O local mantem uma equipe
multidisciplinar que fica responsável pelos animais. São veterinários,
biólogos e zootecnistas. O acompanhamento é feito de perto, para que
eles possam intervir em cada ocasião oportuna, assim a saúde e
desenvolvimento dos filhotes é garantida.
“A mãe não os amamentou, então todos foram criados de forma artificial. Por isso, no início, criam forte vínculo com quem os alimenta. Com o tempo, essa ligação diminui, e, quando atingem a maturidade, eles são preparados para formar novos casais e dar sequência ao ciclo de reprodução assistida”, disse Coutinho.
Por enquanto, não há previsão de soltura na natureza.

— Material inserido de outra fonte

// SPDX-FileCopyrightText: 2026 Medrent Contributors
// SPDX-License-Identifier: MIT OR Apache-2.0

//! Reports, dashboards, and dashboard widgets.

use medrent_core::MedrentError;
use serde_json::Value;

use super::{ListQuery, ResourceClient};
use crate::client::ApiClient;

#[derive(Debug, Clone)]
pub struct ReportService {
    api: ApiClient,
}

impl ReportService {
    pub fn new(api: ApiClient) -> Self {
        Self { api }
    }

    pub fn reports(&self) -> ResourceClient {
        ResourceClient::new(self.api.clone(), "/reports/reports/")
    }

    pub fn dashboards(&self) -> ResourceClient {
        ResourceClient::new(self.api.clone(), "/reports/dashboards/")
    }

    pub fn widgets(&self) -> ResourceClient {
        ResourceClient::new(self.api.clone(), "/reports/widgets/")
    }

    /// Asks the backend to build a report from `parameters`.
    pub async fn generate(&self, parameters: Value) -> Result<Value, MedrentError> {
        self.reports()
            .collection_action("generate", Some(parameters))
            .await
    }

    /// The generated report file, as raw bytes.
    pub async fn download(&self, report_id: u64) -> Result<Vec<u8>, MedrentError> {
        self.reports().detail_bytes(report_id, "download").await
    }

    pub async fn default_dashboard(&self) -> Result<Value, MedrentError> {
        self.dashboards().collection_get("default").await
    }

    pub async fn widgets_for(&self, dashboard_id: u64) -> Result<Vec<Value>, MedrentError> {
        self.widgets().list_for("dashboard", dashboard_id).await
    }

    /// Chart data of one widget; `query` carries date ranges and filters.
    pub async fn widget_data(&self, widget_id: u64, query: &ListQuery) -> Result<Value, MedrentError> {
        self.widgets().detail_get(widget_id, "data", query).await
    }
}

Segundo o ecopark, isso exige etapas complexas, como adaptação
comportamental, análises genéticas e avaliação de áreas seguras para
reintrodução.
"Dentro do próprio projeto de conservação, a gente
conta com instituições que conseguem fazer a soltura, inclusive isso já
aconteceu com outros animais nossos. A ideia é que através dessas
instituições a gente consiga fazer a soltura das onças na natureza",
explicou Gabriel.
Animais fazem parte de programas de conservação
O
ecopark em Maragogi é um dos empreendimentos de fauna que possui
licença ambiental em Alagoas. O espaço cumpre alguns requisitos
previstos pela legislação, sendo vistoriado pelo Instituto do Meio
Ambiente de Alagoas (IMA).
"Essa autorização busca promover o
funcionamento de forma legalizada, garantindo os parâmetros para atuar
no cuidado e promoção do bem-estar dos animais. Para funcionar, por
exemplo, devem possuir veterinário, biólogo e comprovar que é um
ambiente apto para receber esses animais”, esclarece o Gerente de Fauna e
Flora, Henrique Lessa.
O projeto não se limita às onças. O local
também participa de programas de conservação de outras espécies
ameaçadas. Segundo Gabriel, parte expressiva da receita do parque é
revertida para esses projetos, que sobrevivem quase sempre em meio à
escassez de recursos.
O próximo passo é ousado: ampliar o número
de casais reprodutores e consolidar o ecopark como referência nacional
em reprodução de grandes felinos. Mais do que números, a iniciativa quer
inspirar. “Queremos conscientizar cada vez mais pessoas da importância
desses trabalhos”, afirma Gabriel.
Entre recintos, câmeras de
monitoramento e olhares atentos, há espaço para emoção. “Sempre amei
animais, mas acompanhar de perto o nascimento e os primeiros passos
desses filhotes foi algo marcante, pessoal e profissionalmente. É um
privilégio colaborar de forma prática com a reprodução da onça-pintada
no Brasil”, comemora o médico veterinário.